§ WORK TO COMPLETE
In the data below, find each line containing the string "FixStatus" and return it.

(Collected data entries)
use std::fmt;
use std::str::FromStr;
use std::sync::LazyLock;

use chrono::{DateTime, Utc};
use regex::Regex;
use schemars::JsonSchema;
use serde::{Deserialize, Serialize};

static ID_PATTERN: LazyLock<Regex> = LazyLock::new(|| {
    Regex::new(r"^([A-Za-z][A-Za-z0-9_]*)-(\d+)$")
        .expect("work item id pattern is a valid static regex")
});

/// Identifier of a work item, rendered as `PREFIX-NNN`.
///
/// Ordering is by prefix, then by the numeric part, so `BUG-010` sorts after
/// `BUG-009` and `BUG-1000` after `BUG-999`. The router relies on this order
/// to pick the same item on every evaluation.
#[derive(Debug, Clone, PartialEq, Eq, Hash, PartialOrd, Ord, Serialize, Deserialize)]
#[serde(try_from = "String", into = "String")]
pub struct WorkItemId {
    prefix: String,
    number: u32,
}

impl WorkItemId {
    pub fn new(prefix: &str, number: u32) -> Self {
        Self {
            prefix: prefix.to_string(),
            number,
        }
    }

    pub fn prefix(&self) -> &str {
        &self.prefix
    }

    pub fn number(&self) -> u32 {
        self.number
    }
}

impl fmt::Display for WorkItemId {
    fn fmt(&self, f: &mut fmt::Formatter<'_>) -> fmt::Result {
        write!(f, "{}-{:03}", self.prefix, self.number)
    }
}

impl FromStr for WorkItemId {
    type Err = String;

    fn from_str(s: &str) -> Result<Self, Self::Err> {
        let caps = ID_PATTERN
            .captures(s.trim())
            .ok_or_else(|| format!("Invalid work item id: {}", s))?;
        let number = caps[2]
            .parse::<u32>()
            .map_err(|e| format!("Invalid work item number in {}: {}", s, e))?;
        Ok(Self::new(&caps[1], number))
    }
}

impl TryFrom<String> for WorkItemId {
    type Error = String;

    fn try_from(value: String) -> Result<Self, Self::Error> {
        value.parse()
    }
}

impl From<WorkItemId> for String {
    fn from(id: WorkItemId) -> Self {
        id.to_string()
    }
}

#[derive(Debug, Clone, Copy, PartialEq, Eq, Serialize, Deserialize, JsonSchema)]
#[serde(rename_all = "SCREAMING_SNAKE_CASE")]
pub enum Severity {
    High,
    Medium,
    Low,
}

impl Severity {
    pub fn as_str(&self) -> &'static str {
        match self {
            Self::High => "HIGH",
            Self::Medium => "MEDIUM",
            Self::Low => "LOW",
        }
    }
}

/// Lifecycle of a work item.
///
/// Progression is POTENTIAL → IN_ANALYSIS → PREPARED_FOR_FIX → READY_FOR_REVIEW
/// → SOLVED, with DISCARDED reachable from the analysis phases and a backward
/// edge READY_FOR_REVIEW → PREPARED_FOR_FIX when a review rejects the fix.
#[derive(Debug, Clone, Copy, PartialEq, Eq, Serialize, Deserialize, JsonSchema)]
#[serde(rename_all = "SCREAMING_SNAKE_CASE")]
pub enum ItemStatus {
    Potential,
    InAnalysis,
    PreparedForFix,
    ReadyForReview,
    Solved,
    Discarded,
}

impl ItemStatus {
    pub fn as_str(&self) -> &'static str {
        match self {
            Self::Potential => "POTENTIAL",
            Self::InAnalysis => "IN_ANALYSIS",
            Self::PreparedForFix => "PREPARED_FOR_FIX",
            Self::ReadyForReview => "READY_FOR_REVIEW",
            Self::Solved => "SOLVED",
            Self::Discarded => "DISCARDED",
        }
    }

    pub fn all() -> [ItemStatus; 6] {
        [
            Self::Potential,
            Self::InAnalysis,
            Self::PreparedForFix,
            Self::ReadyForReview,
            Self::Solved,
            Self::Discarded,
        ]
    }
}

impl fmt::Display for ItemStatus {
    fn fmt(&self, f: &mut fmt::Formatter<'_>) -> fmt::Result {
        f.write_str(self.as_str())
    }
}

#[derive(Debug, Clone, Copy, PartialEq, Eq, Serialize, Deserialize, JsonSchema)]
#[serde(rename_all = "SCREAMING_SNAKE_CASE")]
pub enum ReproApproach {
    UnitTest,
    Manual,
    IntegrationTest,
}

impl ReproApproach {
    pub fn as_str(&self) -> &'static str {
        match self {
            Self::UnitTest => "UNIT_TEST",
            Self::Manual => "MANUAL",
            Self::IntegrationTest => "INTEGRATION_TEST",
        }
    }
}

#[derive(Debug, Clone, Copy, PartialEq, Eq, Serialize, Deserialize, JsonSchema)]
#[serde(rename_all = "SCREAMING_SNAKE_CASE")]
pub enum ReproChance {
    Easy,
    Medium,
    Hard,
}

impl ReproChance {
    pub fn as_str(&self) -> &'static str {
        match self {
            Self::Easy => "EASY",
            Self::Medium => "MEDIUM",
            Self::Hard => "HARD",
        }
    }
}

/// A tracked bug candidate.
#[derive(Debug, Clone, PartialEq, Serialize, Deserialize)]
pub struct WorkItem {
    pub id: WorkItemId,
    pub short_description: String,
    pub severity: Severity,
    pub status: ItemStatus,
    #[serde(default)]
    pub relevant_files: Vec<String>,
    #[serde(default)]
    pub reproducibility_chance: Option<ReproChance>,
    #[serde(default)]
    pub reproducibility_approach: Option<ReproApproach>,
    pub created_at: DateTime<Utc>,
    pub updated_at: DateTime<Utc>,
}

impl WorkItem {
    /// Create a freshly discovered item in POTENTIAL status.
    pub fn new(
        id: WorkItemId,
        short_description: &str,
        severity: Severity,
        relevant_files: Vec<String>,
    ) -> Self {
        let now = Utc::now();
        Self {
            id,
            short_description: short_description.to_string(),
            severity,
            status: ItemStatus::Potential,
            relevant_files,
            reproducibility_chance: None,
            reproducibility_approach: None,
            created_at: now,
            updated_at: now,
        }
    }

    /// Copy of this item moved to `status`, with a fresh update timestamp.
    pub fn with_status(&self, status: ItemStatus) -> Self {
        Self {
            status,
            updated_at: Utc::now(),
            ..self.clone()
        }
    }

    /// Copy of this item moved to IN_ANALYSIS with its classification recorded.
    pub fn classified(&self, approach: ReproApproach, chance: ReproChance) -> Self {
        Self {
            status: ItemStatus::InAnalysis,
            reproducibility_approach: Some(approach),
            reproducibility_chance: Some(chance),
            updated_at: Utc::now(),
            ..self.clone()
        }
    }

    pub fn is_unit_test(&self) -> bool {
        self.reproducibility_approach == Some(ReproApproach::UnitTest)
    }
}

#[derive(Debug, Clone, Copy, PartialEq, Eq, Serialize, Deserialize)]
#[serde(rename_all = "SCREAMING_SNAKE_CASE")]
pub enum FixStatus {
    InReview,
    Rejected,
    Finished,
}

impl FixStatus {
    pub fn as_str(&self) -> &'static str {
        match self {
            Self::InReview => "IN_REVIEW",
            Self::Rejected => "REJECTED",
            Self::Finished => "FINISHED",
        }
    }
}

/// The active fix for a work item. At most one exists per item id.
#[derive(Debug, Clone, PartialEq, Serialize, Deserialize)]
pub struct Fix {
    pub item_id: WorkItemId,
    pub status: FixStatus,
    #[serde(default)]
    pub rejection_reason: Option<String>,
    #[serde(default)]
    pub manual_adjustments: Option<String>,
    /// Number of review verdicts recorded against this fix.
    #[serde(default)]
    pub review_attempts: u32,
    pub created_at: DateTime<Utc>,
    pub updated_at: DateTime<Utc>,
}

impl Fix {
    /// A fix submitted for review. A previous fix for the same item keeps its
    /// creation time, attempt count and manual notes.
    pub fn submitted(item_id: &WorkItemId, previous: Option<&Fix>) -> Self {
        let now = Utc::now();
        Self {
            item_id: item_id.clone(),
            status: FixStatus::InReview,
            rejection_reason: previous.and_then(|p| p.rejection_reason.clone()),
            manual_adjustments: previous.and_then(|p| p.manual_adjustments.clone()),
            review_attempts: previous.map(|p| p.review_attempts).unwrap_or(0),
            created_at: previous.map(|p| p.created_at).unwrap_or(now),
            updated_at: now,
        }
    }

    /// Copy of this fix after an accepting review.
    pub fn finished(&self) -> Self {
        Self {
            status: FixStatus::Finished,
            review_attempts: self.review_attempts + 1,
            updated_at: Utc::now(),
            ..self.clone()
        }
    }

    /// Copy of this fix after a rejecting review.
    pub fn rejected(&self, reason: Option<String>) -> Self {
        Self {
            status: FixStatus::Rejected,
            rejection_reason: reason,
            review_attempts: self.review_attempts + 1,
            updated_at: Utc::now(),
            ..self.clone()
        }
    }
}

§ RESULT OF THIS TASK
pub enum FixStatus {
impl FixStatus {
    pub status: FixStatus,
            status: FixStatus::InReview,
            status: FixStatus::Finished,
            status: FixStatus::Rejected,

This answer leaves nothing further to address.